Therefore, the invention provides a kind of spherical zeolite mesoporous composite material, wherein, the spherical zeolite mesoporous composite material
Meso-porous molecular sieve material containing zeolite, with three-dimensional cubic duct structure and the mesopore molecular sieve material with hexagonal hole road structure
Material, and the spherical zeolite mesoporous composite material average grain diameter be 20-50 micron, specific surface area for 150-600 square metres/
Gram, pore volume is 0.5-1.5 mls/g, and aperture is in bimodal distribution, and bimodal the first most probable pore size and second corresponding respectively is most
Can several apertures, first most probable pore size is less than second most probable pore size, and first most probable pore size receives for 2-5
Rice, second most probable pore size is 5-25 nanometers.
Present invention also offers a kind of method for preparing spherical zeolite mesoporous composite material, this method comprises the following steps:
(1) providing the meso-porous molecular sieve material with three-dimensional cubic duct structure or preparing has three-dimensional cubic duct knot
The filter cake of the meso-porous molecular sieve material of structure, is used as component a1;
(2) meso-porous molecular sieve material with hexagonal hole road structure is provided or prepared mesoporous with hexagonal hole road structure
The filter cake of molecular screen material, is used as component a2;
(3) provide silica gel or prepare the filter cake of silica gel, be used as component b;
(4) the component a1, the component a2, the component b and zeolite are mixed and ball milling, and will be obtained after ball milling
Obtained slurry, is then spray-dried by the solid powder arrived water slurrying;
Wherein, the component a1 and the component a2 make it that the average grain diameter of the spherical zeolite mesoporous composite material is
20-50 microns, specific surface area is 150-600 meters squared per grams, and pore volume is 0.5-1.5 mls/g, and aperture is in bimodal distribution, and
Bimodal to correspond to the first most probable pore size, the second most probable pore size respectively, first most probable pore size most may be used less than described second
Several apertures, and first most probable pore size is 2-5 nanometers, second most probable pore size is 5-25 nanometers.The present invention is also carried
The spherical zeolite mesoporous composite material prepared by the above method is supplied.
Present invention also offers a kind of loaded catalyst, the catalyst contains the benzene of carrier and load on the carrier
Sulfonic acid, wherein, the carrier is the spherical zeolite mesoporous composite material according to the present invention.

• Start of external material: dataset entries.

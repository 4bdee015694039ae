use utoipa::OpenApi;

#[derive(OpenApi)]
#[openapi(
    info(
        title = "Forager API",
        version = "0.1.0",
        description = "Job posting ingestion: provider-backed scraping, rule-based filtering, and run auditing."
    ),
    paths(
        crate::routes::list_sources,
        crate::routes::create_source,
        crate::routes::delete_source_without_id,
        crate::routes::delete_source,
        crate::routes::list_source_runs,
        crate::routes::run_scraper,
        crate::routes::list_jobs,
        crate::routes::discover_scraper,
        crate::routes::list_templates,
        crate::routes::health,
    ),
    components(schemas(
        crate::dto::CreateSourceRequest,
        crate::dto::SourceResponse,
        crate::dto::SourceListResponse,
        crate::dto::DeleteSourceResponse,
        crate::dto::RunScraperRequest,
        crate::dto::RunScraperResponse,
        crate::dto::RunResponse,
        crate::dto::RunListResponse,
        crate::dto::JobResponse,
        crate::dto::JobListResponse,
        crate::dto::DiscoverRequest,
        crate::dto::DiscoverResponse,
        crate::dto::RecommendationResponse,
        crate::dto::TemplateResponse,
        crate::dto::TemplateListResponse,
        crate::dto::HealthResponse,
        crate::dto::ErrorResponse,
    )),
    tags(
        (name = "sources", description = "Scrape target management"),
        (name = "scraping", description = "Pipeline runs"),
        (name = "runs", description = "Run history and logs"),
        (name = "jobs", description = "Accepted postings"),
        (name = "discovery", description = "Actor discovery"),
        (name = "templates", description = "Source template catalog"),
        (name = "system", description = "Health and system status"),
    )
)]
pub struct ApiDoc;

Present invention also offers a kind of method for preparing loaded catalyst, this method includes:By carrier, benzene sulfonic acid and water
It is well mixed, and obtained mixture is spray-dried, wherein, the carrier is the spherical zeolite according to the present invention
Mesoporous composite material.
Present invention also offers the loaded catalyst prepared by the above method.

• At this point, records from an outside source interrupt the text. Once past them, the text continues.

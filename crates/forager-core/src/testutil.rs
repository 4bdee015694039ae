//! Test utilities: mock implementations of the provider and store traits.
//!
//! Handwritten mocks for dependency injection in unit tests. All mocks use
//! `Arc<Mutex<_>>` for interior mutability, allowing test assertions on
//! recorded calls.

use std::sync::{Arc, Mutex};

use chrono::Utc;
use serde_json::Value;
use uuid::Uuid;

use crate::error::AppError;
use crate::posting::{ClassifiedPosting, ContractType, NewJob, RawPosting};
use crate::provider::{ActorProvider, FallbackProvider};
use crate::run::{RunStatus, ScrapeRun};
use crate::source::{SCRAPER_TYPE_APIFY_ACTOR, Source, SourceStatus};
use crate::traits::{JobStore, RunStore, SourceStore};

// ---------------------------------------------------------------------------
// MockActorProvider
// ---------------------------------------------------------------------------

/// Mock primary provider returning a configurable item batch.
#[derive(Clone)]
pub struct MockActorProvider {
    response: Arc<Mutex<Option<Result<Vec<Value>, AppError>>>>,
    /// Actor ids this provider was invoked with.
    pub calls: Arc<Mutex<Vec<String>>>,
}

impl MockActorProvider {
    pub fn new(items: Vec<Value>) -> Self {
        Self {
            response: Arc::new(Mutex::new(Some(Ok(items)))),
            calls: Arc::new(Mutex::new(Vec::new())),
        }
    }

    pub fn with_error(error: AppError) -> Self {
        Self {
            response: Arc::new(Mutex::new(Some(Err(error)))),
            calls: Arc::new(Mutex::new(Vec::new())),
        }
    }
}

impl ActorProvider for MockActorProvider {
    async fn run_actor(&self, actor_id: &str, _input: &Value) -> Result<Vec<Value>, AppError> {
        self.calls.lock().unwrap().push(actor_id.to_string());
        self.response
            .lock()
            .unwrap()
            .take()
            .unwrap_or_else(|| Ok(Vec::new()))
    }
}

// ---------------------------------------------------------------------------
// MockFallbackProvider
// ---------------------------------------------------------------------------

/// Mock fallback provider returning a configurable item batch.
#[derive(Clone)]
pub struct MockFallbackProvider {
    response: Arc<Mutex<Option<Result<Vec<Value>, AppError>>>>,
    calls: Arc<Mutex<Vec<String>>>,
}

impl MockFallbackProvider {
    pub fn new(items: Vec<Value>) -> Self {
        Self {
            response: Arc::new(Mutex::new(Some(Ok(items)))),
            calls: Arc::new(Mutex::new(Vec::new())),
        }
    }

    pub fn with_error(error: AppError) -> Self {
        Self {
            response: Arc::new(Mutex::new(Some(Err(error)))),
            calls: Arc::new(Mutex::new(Vec::new())),
        }
    }

    pub fn call_count(&self) -> usize {
        self.calls.lock().unwrap().len()
    }
}

impl FallbackProvider for MockFallbackProvider {
    async fn extract(&self, url: &str) -> Result<Vec<Value>, AppError> {
        self.calls.lock().unwrap().push(url.to_string());
        self.response
            .lock()
            .unwrap()
            .take()
            .unwrap_or_else(|| Ok(Vec::new()))
    }
}

// ---------------------------------------------------------------------------
// MockSourceStore
// ---------------------------------------------------------------------------

///// Recorded status change: (source_id, status, error message).
pub type StatusChange = (Uuid, SourceStatus, Option<String>);

/// Mock source store backed by an in-memory Vec.
#[derive(Clone)]
pub struct MockSourceStore {
    sources: Arc<Mutex<Vec<Source>>>,
    pub status_changes: Arc<Mutex<Vec<StatusChange>>>,
    fail_mark_running: bool,
}

impl MockSourceStore {
    pub fn empty() -> Self {
        Self {
            sources: Arc::new(Mutex::new(Vec::new())),
            status_changes: Arc::new(Mutex::new(Vec::new())),
            fail_mark_running: false,
        }
    }

    pub fn with_source(source: Source) -> Self {
        Self {
            sources: Arc::new(Mutex::new(vec![source])),
            status_changes: Arc::new(Mutex::new(Vec::new())),
            fail_mark_running: false,
        }
    }

    /// Store whose `mark_running` fails with a database error.
    pub fn failing_mark_running(source: Source) -> Self {
        Self {
            fail_mark_running: true,
            ..Self::with_source(source)
        }
    }

    pub fn last_status(&self, id: Uuid) -> Option<SourceStatus> {
        self.sources
            .lock()
            .unwrap()
            .iter()
            .find(|s| s.id == id)
            .map(|s| s.last_status)
    }

    pub fn last_error(&self, id: Uuid) -> Option<String> {
        self.sources
            .lock()
            .unwrap()
            .iter()
            .find(|s| s.id == id)
            .and_then(|s| s.last_error.clone())
    }
}

impl SourceStore for MockSourceStore {
    async fn get_source(&self, id: Uuid) -> Result<Option<Source>, AppError> {
        Ok(self
            .sources
            .lock()
            .unwrap()
            .iter()
            .find(|s| s.id == id)
            .cloned())
    }

    async fn mark_running(&self, id: Uuid) -> Result<(), AppError> {
        if self.fail_mark_running {
            return Err(AppError::DatabaseError("connection reset".to_string()));
        }
        self.status_changes
            .lock()
            .unwrap()
            .push((id, SourceStatus::Running, None));
        let mut sources = self.sources.lock().unwrap();
        if let Some(source) = sources.iter_mut().find(|s| s.id == id) {
            source.last_status = SourceStatus::Running;
            source.last_run_at = Some(Utc::now());
        }
        Ok(())
    }

    async fn mark_succeeded(&self, id: Uuid) -> Result<(), AppError> {
        self.status_changes
            .lock()
            .unwrap()
            .push((id, SourceStatus::Success, None));
        let mut sources = self.sources.lock().unwrap();
        if let Some(source) = sources.iter_mut().find(|s| s.id == id) {
            source.last_status = SourceStatus::Success;
            source.last_error = None;
        }
        Ok(())
    }

    async fn mark_failed(&self, id: Uuid, error: &str) -> Result<(), AppError> {
        self.status_changes
            .lock()
            .unwrap()
            .push((id, SourceStatus::Error, Some(error.to_string())));
        let mut sources = self.sources.lock().unwrap();
        if let Some(source) = sources.iter_mut().find(|s| s.id == id) {
            source.last_status = SourceStatus::Error;
            source.last_error = Some(error.to_string());
        }
        Ok(())
    }
}

// ---------------------------------------------------------------------------
// MockRunStore
// ---------------------------------------------------------------------------

/// Mock run store; the shared mutex serializes log appends per run.
#[derive(Clone)]
pub struct MockRunStore {
    runs: Arc<Mutex<Vec<ScrapeRun>>>,
    create_error: Arc<Mutex<Option<AppError>>>,
}

impl MockRunStore {
    pub fn empty() -> Self {
        Self {
            runs: Arc::new(Mutex::new(Vec::new())),
            create_error: Arc::new(Mutex::new(None)),
        }
    }

    pub fn with_create_error(error: AppError) -> Self {
        Self {
            runs: Arc::new(Mutex::new(Vec::new())),
            create_error: Arc::new(Mutex::new(Some(error))),
        }
    }

    pub fn runs(&self) -> Vec<ScrapeRun> {
        self.runs.lock().unwrap().clone()
    }

    /// Log entries across all runs, in append order.
    pub fn all_entries(&self) -> Vec<String> {
        self.runs
            .lock()
            .unwrap()
            .iter()
            .flat_map(|r| r.log_entries.clone())
            .collect()
    }
}

impl RunStore for MockRunStore {
    async fn create_run(&self, source_id: Uuid, first_entry: &str) -> Result<Uuid, AppError> {
        if let Some(e) = self.create_error.lock().unwrap().take() {
            return Err(e);
        }
        let run = ScrapeRun {
            id: Uuid::new_v4(),
            source_id,
            status: RunStatus::Running,
            started_at: Utc::now(),
            completed_at: None,
            jobs_found: 0,
            jobs_inserted: 0,
            error_message: None,
            log_entries: vec![first_entry.to_string()],
            created_at: Utc::now(),
        };
        let id = run.id;
        self.runs.lock().unwrap().push(run);
        Ok(id)
    }

    async fn append_log(&self, run_id: Uuid, entry: &str) -> Result<(), AppError> {
        let mut runs = self.runs.lock().unwrap();
        if let Some(run) = runs.iter_mut().find(|r| r.id == run_id) {
            run.log_entries.push(entry.to_string());
        } else {
            // Logger tests append to runs created elsewhere.
            runs.push(ScrapeRun {
                id: run_id,
                source_id: Uuid::nil(),
                status: RunStatus::Running,
                started_at: Utc::now(),
                completed_at: None,
                jobs_found: 0,
                jobs_inserted: 0,
                error_message: None,
                log_entries: vec![entry.to_string()],
                created_at: Utc::now(),
            });
        }
        Ok(())
    }

    async fn finalize_run(
        &self,
        run_id: Uuid,
        status: RunStatus,
        jobs_found: u32,
        jobs_inserted: u32,
        error_message: Option<&str>,
    ) -> Result<(), AppError> {
        let mut runs = self.runs.lock().unwrap();
        if let Some(run) = runs.iter_mut().find(|r| r.id == run_id) {
            run.status = status;
            run.jobs_found = jobs_found;
            run.jobs_inserted = jobs_inserted;
            run.error_message = error_message.map(String::from);
            run.completed_at = Some(Utc::now());
        }
        Ok(())
    }

    async fn recent_runs(&self, source_id: Uuid, limit: usize) -> Result<Vec<ScrapeRun>, AppError> {
        let runs = self.runs.lock().unwrap();
        let mut matching: Vec<_> = runs
            .iter()
            .filter(|r| r.source_id == source_id)
            .cloned()
            .collect();
        matching.reverse();
        matching.truncate(limit);
        Ok(matching)
    }
}

// ---------------------------------------------------------------------------
// MockJobStore
// ---------------------------------------------------------------------------

/// Mock job store recording inserts; can fail the first N inserts.
#[derive(Clone)]
pub struct MockJobStore {
    pub inserted: Arc<Mutex<Vec<NewJob>>>,
    fail_next: Arc<Mutex<u32>>,
}

impl MockJobStore {
    pub fn empty() -> Self {
        Self {
            inserted: Arc::new(Mutex::new(Vec::new())),
            fail_next: Arc::new(Mutex::new(0)),
        }
    }

    /// Store whose next `n` inserts fail with a database error.
    pub fn failing_next(n: u32) -> Self {
        Self {
            inserted: Arc::new(Mutex::new(Vec::new())),
            fail_next: Arc::new(Mutex::new(n)),
        }
    }

    pub fn insert_count(&self) -> usize {
        self.inserted.lock().unwrap().len()
    }
}

impl JobStore for MockJobStore {
    async fn insert_job(&self, job: &NewJob) -> Result<Uuid, AppError> {
        let mut fail_next = self.fail_next.lock().unwrap();
        if *fail_next > 0 {
            *fail_next -= 1;
            return Err(AppError::DatabaseError("insert failed".into()));
        }
        self.inserted.lock().unwrap().push(job.clone());
        Ok(Uuid::new_v4())
    }
}

// ---------------------------------------------------------------------------
// Test helpers
// ---------------------------------------------------------------------------

/// Create a dummy source for testing.
pub fn make_test_source(url: &str, config: Value) -> Source {
    Source {
        id: Uuid::new_v4(),
        name: "Test Board".to_string(),
        url: url.to_string(),
        scraper_type: SCRAPER_TYPE_APIFY_ACTOR.to_string(),
        config,
        enabled: true,
        last_run_at: None,
        last_status: SourceStatus::Idle,
        last_error: None,
        template_id: None,
        created_at: Utc::now(),
    }
}

/// Create a RawPosting with the given description and defaults elsewhere.
pub fn make_test_raw(description: &str) -> RawPosting {
    RawPosting {
        title: "SDR".to_string(),
        company: "Acme".to_string(),
        location: "Remote".to_string(),
        description: description.to_string(),
        apply_url: "https://example.com/jobs/1".to_string(),
        tags: Vec::new(),
        hourly_rate: None,
        salary_min: None,
        salary_max: None,
        payment_verified: false,
        rating: None,
        company_size: None,
    }
}

/// Create a classified hourly posting that passes every filter.
pub fn make_test_classified() -> ClassifiedPosting {
    let mut raw = make_test_raw("$25/hr, full-time");
    raw.payment_verified = true;
    ClassifiedPosting {
        raw,
        contract_type: ContractType::Hourly,
        hourly_rate: Some(25.0),
        ote_min: None,
        ote_max: None,
        payment_terms: Some(crate::posting::PaymentTerms::FixedHourly),
        is_payment_verified: true,
        rating: Some(4.5),
        project_type: Some(crate::posting::ProjectType::FullTime),
        company_size: None,
    }
}
use forager_core::run::RunStatus;
use forager_db::RunRepository;

use crate::integration::common::{seed_source, setup_test_db};

#[tokio::test]
async fn create_run_starts_with_first_entry() {
    let (pool, _container) = setup_test_db().await;
    let repo = RunRepository::new(pool.clone());
    let source = seed_source(&pool, "Board", "https://example.com").await;

    let run_id = repo.create_run(source.id, "Starting scrape...").await.unwrap();

    let run = repo.get_run(run_id).await.unwrap().unwrap();
    assert_eq!(run.source_id, source.id);
    assert_eq!(run.status, RunStatus::Running);
    assert_eq!(run.log_entries, vec!["Starting scrape..."]);
    assert!(run.completed_at.is_none());
}

#[tokio::test]
async fn append_log_preserves_order() {
    let (pool, _container) = setup_test_db().await;
    let repo = RunRepository::new(pool.clone());
    let source = seed_source(&pool, "Board", "https://example.com").await;

    let run_id = repo.create_run(source.id, "Starting scrape...").await.unwrap();
    repo.append_log(run_id, "Processing 12 potential jobs").await.unwrap();
    repo.append_log(run_id, "Inserted 4 jobs after filtering").await.unwrap();

    let run = repo.get_run(run_id).await.unwrap().unwrap();
    assert_eq!(
        run.log_entries,
        vec![
            "Starting scrape...",
            "Processing 12 potential jobs",
            "Inserted 4 jobs after filtering",
        ]
    );
}

#[tokio::test]
async fn concurrent_appends_lose_nothing() {
    let (pool, _container) = setup_test_db().await;
    let repo = RunRepository::new(pool.clone());
    let source = seed_source(&pool, "Board", "https://example.com").await;

    let run_id = repo.create_run(source.id, "Starting scrape...").await.unwrap();

    let mut handles = Vec::new();
    for i in 0..10 {
        let repo = repo.clone();
        handles.push(tokio::spawn(async move {
            repo.append_log(run_id, &format!("entry {i}")).await
        }));
    }
    for handle in handles {
        handle.await.unwrap().unwrap();
    }

    let run = repo.get_run(run_id).await.unwrap().unwrap();
    assert_eq!(run.log_entries.len(), 11);
}

#[tokio::test]
async fn finalize_run_records_outcome() {
    let (pool, _container) = setup_test_db().await;
    let repo = RunRepository::new(pool.clone());
    let source = seed_source(&pool, "Board", "https://example.com").await;

    let run_id = repo.create_run(source.id, "Starting scrape...").await.unwrap();
    repo.finalize_run(run_id, RunStatus::Success, 12, 4, None)
        .await
        .unwrap();

    let run = repo.get_run(run_id).await.unwrap().unwrap();
    assert_eq!(run.status, RunStatus::Success);
    assert_eq!(run.jobs_found, 12);
    assert_eq!(run.jobs_inserted, 4);
    assert!(run.error_message.is_none());
    assert!(run.completed_at.is_some());
}

#[tokio::test]
async fn finalize_run_with_error_keeps_partial_counts() {
    let (pool, _container) = setup_test_db().await;
    let repo = RunRepository::new(pool.clone());
    let source = seed_source(&pool, "Board", "https://example.com").await;

    let run_id = repo.create_run(source.id, "Starting scrape...").await.unwrap();
    repo.finalize_run(run_id, RunStatus::Error, 12, 2, Some("insert storm"))
        .await
        .unwrap();

    let run = repo.get_run(run_id).await.unwrap().unwrap();
    assert_eq!(run.status, RunStatus::Error);
    assert_eq!(run.jobs_found, 12);
    assert_eq!(run.jobs_inserted, 2);
    assert_eq!(run.error_message.as_deref(), Some("insert storm"));
}

#[tokio::test]
async fn recent_runs_newest_first_with_limit() {
    let (pool, _container) = setup_test_db().await;
    let repo = RunRepository::new(pool.clone());
    let source = seed_source(&pool, "Board", "https://example.com").await;

    let mut ids = Vec::new();
    for i in 0..4 {
        let id = repo
            .create_run(source.id, &format!("run {i}"))
            .await
            .unwrap();
        ids.push(id);
        tokio::time::sleep(std::time::Duration::from_millis(10)).await;
    }

    let runs = repo.recent_runs(source.id, 3).await.unwrap();
    assert_eq!(runs.len(), 3);
    assert_eq!(runs[0].id, ids[3]);
    assert_eq!(runs[1].id, ids[2]);
    assert_eq!(runs[2].id, ids[1]);
}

Present invention also offers application of the above-mentioned loaded catalyst in ketal reaction.
Present invention also offers one kind 2,2- dimethyl -4- methyl isophthalic acids, the preparation method of 3- dioxolanes, this method bag
Include:In the presence of a catalyst, under conditions of ketal reaction, oxidation cyclopropane and acetone are contacted, to obtain 2,2- diformazans
Base -4- methyl isophthalic acids, 3- dioxolanes, wherein, the catalyst is the above-mentioned loaded catalyst according to the present invention.

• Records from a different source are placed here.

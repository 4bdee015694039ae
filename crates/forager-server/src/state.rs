use forager_client::ProviderConfig;
use forager_core::RunLocks;
use forager_db::Database;

/// Shared application state, available to all route handlers via `State<Arc<AppState>>`.
pub struct AppState {
    pub db: Database,
    /// Provider credentials, read once at startup.
    pub providers: ProviderConfig,
    /// In-process per-source run locks.
    pub locks: RunLocks,
}
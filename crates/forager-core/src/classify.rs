//! Pay/contract classification via pattern extraction.
//!
//! The three pattern matchers are named statics so each can be tested and
//! replaced in isolation. All extraction is best-effort: a non-matching
//! pattern and a missing fallback field both yield `None`, never an error.

use std::sync::LazyLock;

use regex::Regex;

use crate::posting::{ClassifiedPosting, ContractType, PaymentTerms, ProjectType, RawPosting};

/// Source URLs containing one of these domains carry hourly postings;
/// everything else is treated as salaried (OTE).
const HOURLY_MARKETPLACE_DOMAINS: &[&str] = &["upwork.com", "freelancer.com"];

/// `$22.50/hr`, `25 / hr` — captures the full numeric rate.
static HOURLY_RATE_RE: LazyLock<Regex> =
    LazyLock::new(|| Regex::new(r"\$?(\d+(?:\.\d+)?)\s*/\s*hr").unwrap());

/// `$60k - $80k`, `50000-70000` — captures both bounds.
static SALARY_RANGE_RE: LazyLock<Regex> =
    LazyLock::new(|| Regex::new(r"(?i)\$?(\d+)k?\s*-\s*\$?(\d+)k?").unwrap());

/// `11-50 employees` — the upper bound is taken as the company size.
static COMPANY_SIZE_RE: LazyLock<Regex> =
    LazyLock::new(|| Regex::new(r"(?i)(\d+)\s*-\s*(\d+)\s*employees").unwrap());

/// Contract type is a source-level policy, not a per-item inference.
pub fn contract_type_for_source(source_url: &str) -> ContractType {
    if HOURLY_MARKETPLACE_DOMAINS
        .iter()
        .any(|domain| source_url.contains(domain))
    {
        ContractType::Hourly
    } else {
        ContractType::Ote
    }
}

/// Extract an hourly rate from free text.
pub fn extract_hourly_rate(text: &str) -> Option<f64> {
    HOURLY_RATE_RE
        .captures(text)
        .and_then(|caps| caps[1].parse().ok())
}

/// Extract a salary range from free text.
///
/// A bound written with two digits or fewer is shorthand for thousands
/// (`60` in `$60k - $80k` means 60000), so those are multiplied by 1000.
pub fn extract_salary_range(text: &str) -> Option<(i64, i64)> {
    let caps = SALARY_RANGE_RE.captures(text)?;
    let min = parse_salary_bound(&caps[1])?;
    let max = parse_salary_bound(&caps[2])?;
    Some((min, max))
}

fn parse_salary_bound(digits: &str) -> Option<i64> {
    let value: i64 = digits.parse().ok()?;
    if digits.len() <= 2 {
        Some(value * 1000)
    } else {
        Some(value)
    }
}

/// Extract a company size (upper bound of an employee-count range).
pub fn extract_company_size(text: &str) -> Option<i64> {
    COMPANY_SIZE_RE
        .captures(text)
        .and_then(|caps| caps[2].parse().ok())
}

/// Derive contract type, pay figures, and qualitative tags from a
/// normalized posting. Total and pure: classification never fails.
pub fn classify(raw: &RawPosting, source_url: &str) -> ClassifiedPosting {
    let contract_type = contract_type_for_source(source_url);
    let description = raw.description.to_lowercase();

    let mut posting = ClassifiedPosting {
        raw: raw.clone(),
        contract_type,
        hourly_rate: None,
        ote_min: None,
        ote_max: None,
        payment_terms: None,
        is_payment_verified: false,
        rating: None,
        project_type: None,
        company_size: None,
    };

    match contract_type {
        ContractType::Hourly => {
            posting.hourly_rate = extract_hourly_rate(&description).or(raw.hourly_rate);
            posting.payment_terms = Some(classify_payment_terms(&description));
            posting.is_payment_verified = raw.payment_verified;
            posting.rating = raw.rating;
            posting.project_type = classify_project_type(&description);
        }
        ContractType::Ote => {
            // Fallback bounds come from the salary object independently:
            // a posting with only one known bound keeps it.
            if let Some((min, max)) = extract_salary_range(&description) {
                posting.ote_min = Some(min);
                posting.ote_max = Some(max);
            } else {
                posting.ote_min = raw.salary_min.map(|v| v as i64);
                posting.ote_max = raw.salary_max.map(|v| v as i64);
            }
            posting.company_size = extract_company_size(&description).or(raw.company_size);
        }
    }

    posting
}

fn classify_payment_terms(description: &str) -> PaymentTerms {
    if description.contains("appointment") {
        PaymentTerms::HourlyPlusAppointment
    } else if description.contains("commission") {
        PaymentTerms::HourlyPlusCommission
    } else {
        PaymentTerms::FixedHourly
    }
}

fn classify_project_type(description: &str) -> Option<ProjectType> {
    if description.contains("full time") || description.contains("full-time") {
        Some(ProjectType::FullTime)
    } else if description.contains("part time") || description.contains("part-time") {
        Some(ProjectType::PartTime)
    } else if description.contains("contract to hire") {
        Some(ProjectType::ContractToHire)
    } else {
        None
    }
}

Spherical zeolite mesoporous composite material according to the present invention, is combined with the mesoporous of three-dimensional cubic duct structure
Molecular screen material, the meso-porous molecular sieve material with hexagonal hole road structure, zeolite and ball type carrier so that this is spherical
Zeolite mesoporous composite material is suitable as the carrier of loaded catalyst, and be particularly suitable as using in ketal reaction is negative
The carrier of supported catalyst.
In the loaded catalyst of the present invention, there is mesoporous point as the spherical zeolite mesoporous composite material of carrier
The characteristics of loose structure of son sieve material, but also it is loaded with benzene sulfonic acid so that the loaded catalyst is both urged with support type
The advantage of agent such as catalytic activity is high, side reaction is few, post processing is simple etc., has the catalytic performance of acid again so that the support type
Catalyst will not only cause equipment corrosion when during for ketal reaction, but also can significantly improve reaction raw materials
Conversion ratio.
In addition, when preparing the loaded catalyst by the method for spray drying, the loaded catalyst can be with
Reused, and still can obtain during recycling higher reaction raw materials conversion ratio.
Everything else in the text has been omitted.